Objectives To compare the prevalence of use of potentially inappropriate medicines (PIMs) between older patients living in their own homes versus those living in nursing or residential homes, and to test the association between exposure to PIMs and mortality.
Design Cohort study stratified by place of residence.
Setting Tayside, Scotland.
Participants All people aged between 66 and 99 years who were resident or died in Tayside from 2005 to 2006.
Main outcome measures The exposure variable was PIM use as defined by Beers' Criteria. All cause mortality was the main outcome measure.
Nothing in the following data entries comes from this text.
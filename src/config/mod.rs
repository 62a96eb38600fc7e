// Configuration module entry point
// Loads layered configuration and holds the shared application state

mod state;
mod types;

use std::net::SocketAddr;

pub use state::AppState;
pub use types::{
    Config, GithubConfig, HealthConfig, HttpConfig, LoggingConfig, PerformanceConfig,
    RoutesConfig, ServerConfig,
};

/// Environment variable prefix, e.g. `AUTOINDEX_GITHUB__OWNER`
const ENV_PREFIX: &str = "AUTOINDEX";

/// Fallback secret name for the upstream token
const TOKEN_ENV_VAR: &str = "GITHUB_TOKEN";

type Builder = config::ConfigBuilder<config::builder::DefaultState>;

impl Config {
    /// Load configuration from specified file path (extension optional)
    /// A missing file is not an error; environment variables override it
    pub fn load_from(config_path: &str) -> Result<Self, config::ConfigError> {
        let builder = config::Config::builder()
            .add_source(config::File::with_name(config_path).required(false))
            .add_source(
                config::Environment::with_prefix(ENV_PREFIX)
                    .prefix_separator("_")
                    .separator("__"),
            );

        Self::from_builder(builder, std::env::var(TOKEN_ENV_VAR).ok())
    }

    /// Apply defaults, deserialize and validate
    fn from_builder(
        builder: Builder,
        fallback_token: Option<String>,
    ) -> Result<Self, config::ConfigError> {
        let settings = with_defaults(builder)?.build()?;
        let mut cfg: Self = settings.try_deserialize()?;
        cfg.github.token = resolve_token(cfg.github.token.take(), fallback_token);
        cfg.validate()?;
        Ok(cfg)
    }

    fn validate(&self) -> Result<(), config::ConfigError> {
        if self.github.owner.trim().is_empty() {
            return Err(config::ConfigError::Message(format!(
                "github.owner must be set ({ENV_PREFIX}_GITHUB__OWNER)"
            )));
        }
        if self.github.repo.trim().is_empty() {
            return Err(config::ConfigError::Message(format!(
                "github.repo must be set ({ENV_PREFIX}_GITHUB__REPO)"
            )));
        }
        if self.github.branch.trim().is_empty() {
            return Err(config::ConfigError::Message(
                "github.branch must not be empty".to_string(),
            ));
        }
        let api_base = url::Url::parse(&self.github.api_base).map_err(|e| {
            config::ConfigError::Message(format!(
                "Invalid github.api_base '{}': {e}",
                self.github.api_base
            ))
        })?;
        if api_base.cannot_be_a_base() {
            return Err(config::ConfigError::Message(format!(
                "github.api_base '{}' cannot carry a path",
                self.github.api_base
            )));
        }
        self.get_socket_addr().map_err(config::ConfigError::Message)?;
        Ok(())
    }

    pub fn get_socket_addr(&self) -> Result<SocketAddr, String> {
        format!("{}:{}", self.server.host, self.server.port)
            .parse()
            .map_err(|e| format!("Invalid address: {e}"))
    }
}

fn with_defaults(builder: Builder) -> Result<Builder, config::ConfigError> {
    builder
        .set_default("server.host", "127.0.0.1")?
        .set_default("server.port", 8080)?
        .set_default("logging.level", "info")?
        .set_default("logging.access_log", true)?
        .set_default("logging.access_log_format", "combined")?
        .set_default("performance.keep_alive_timeout", 75)?
        .set_default("performance.read_timeout", 30)?
        .set_default("performance.write_timeout", 30)?
        .set_default("http.server_name", "gh-autoindex")?
        .set_default("http.enable_cors", false)?
        .set_default("github.owner", "")?
        .set_default("github.repo", "")?
        .set_default("github.branch", "main")?
        .set_default("github.api_base", "https://api.github.com")?
        .set_default("github.user_agent", "gh-autoindex")?
        .set_default("github.timeout_secs", 30)
}

/// Configured token wins; an empty value counts as absent
fn resolve_token(configured: Option<String>, fallback: Option<String>) -> Option<String> {
    configured
        .filter(|t| !t.trim().is_empty())
        .or_else(|| fallback.filter(|t| !t.trim().is_empty()))
}

#[cfg(test)]
impl Config {
    /// Configuration bound to `octo/pics@main` behind a mock API base
    pub fn for_tests(api_base: &str) -> Self {
        let toml = format!(
            "[github]\nowner = \"octo\"\nrepo = \"pics\"\napi_base = \"{api_base}\"\ntimeout_secs = 5\n\
             [logging]\naccess_log = false\n"
        );
        let builder = config::Config::builder()
            .add_source(config::File::from_str(&toml, config::FileFormat::Toml));
        Self::from_builder(builder, None).expect("test configuration must load")
    }
}

#[cfg(test)]
mod tests {
    use super::*;

    fn load_toml(toml: &str, fallback_token: Option<&str>) -> Result<Config, config::ConfigError> {
        let builder = config::Config::builder()
            .add_source(config::File::from_str(toml, config::FileFormat::Toml));
        Config::from_builder(builder, fallback_token.map(String::from))
    }

    #[test]
    fn test_defaults_applied() {
        let cfg = load_toml("[github]\nowner = \"octo\"\nrepo = \"pics\"\n", None).unwrap();
        assert_eq!(cfg.server.host, "127.0.0.1");
        assert_eq!(cfg.server.port, 8080);
        assert_eq!(cfg.github.branch, "main");
        assert_eq!(cfg.github.api_base, "https://api.github.com");
        assert_eq!(cfg.github.timeout_secs, 30);
        assert!(cfg.github.token.is_none());
        assert!(cfg.routes.health.enabled);
        assert_eq!(cfg.routes.health.liveness_path, "/healthz");
        assert_eq!(cfg.logging.access_log_format, "combined");
        assert_eq!(cfg.github.target(), "octo/pics@main");
    }

    #[test]
    fn test_missing_owner_rejected() {
        let err = load_toml("[github]\nrepo = \"pics\"\n", None).unwrap_err();
        assert!(err.to_string().contains("github.owner"));
    }

    #[test]
    fn test_missing_repo_rejected() {
        let err = load_toml("[github]\nowner = \"octo\"\n", None).unwrap_err();
        assert!(err.to_string().contains("github.repo"));
    }

    #[test]
    fn test_invalid_api_base_rejected() {
        let toml = "[github]\nowner = \"octo\"\nrepo = \"pics\"\napi_base = \"not a url\"\n";
        let err = load_toml(toml, None).unwrap_err();
        assert!(err.to_string().contains("api_base"));
    }

    #[test]
    fn test_invalid_listen_address_rejected() {
        let toml = "[server]\nhost = \"not-an-ip\"\n[github]\nowner = \"octo\"\nrepo = \"pics\"\n";
        assert!(load_toml(toml, None).is_err());
    }

    #[test]
    fn test_token_fallback() {
        let cfg = load_toml("[github]\nowner = \"o\"\nrepo = \"r\"\n", Some("from-env")).unwrap();
        assert_eq!(cfg.github.token.as_deref(), Some("from-env"));

        let toml = "[github]\nowner = \"o\"\nrepo = \"r\"\ntoken = \"from-file\"\n";
        let cfg = load_toml(toml, Some("from-env")).unwrap();
        assert_eq!(cfg.github.token.as_deref(), Some("from-file"));
    }

    #[test]
    fn test_empty_token_is_absent() {
        assert_eq!(resolve_token(Some(String::new()), None), None);
        assert_eq!(resolve_token(Some("  ".to_string()), Some(String::new())), None);
        assert_eq!(
            resolve_token(Some(String::new()), Some("t".to_string())),
            Some("t".to_string())
        );
    }
}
Results 70 299 people were enrolled in the cohort of whom 96% were exposed to any medicine and 31% received a PIM. Place of residence was not associated with overall risk of receiving PIMs, adjusted OR 0.94, 95% CI 0.87 to 1.01. Exposure to five of the PIMs (including long-acting benzodiazepines) was significantly higher in nursing homes whereas exposure to five other PIMs (including amitriptyline and NSAIDs) was significantly lower. Exposure to PIMs was similar (20–46%) across all 71 general practices in Tayside and was not associated with increased risk of mortality after adjustment for age, gender and polypharmacy (adjusted OR 0.98, 95% CI 0.92 to 1.05).
Conclusions The authors question the validity of the full list of PIMs as an indicator of safety of medicines in older people because one-third of the population is exposed with little practice variation and no significant impact on mortality. Future studies should focus on management of a shorter list of genuinely high-risk medicines.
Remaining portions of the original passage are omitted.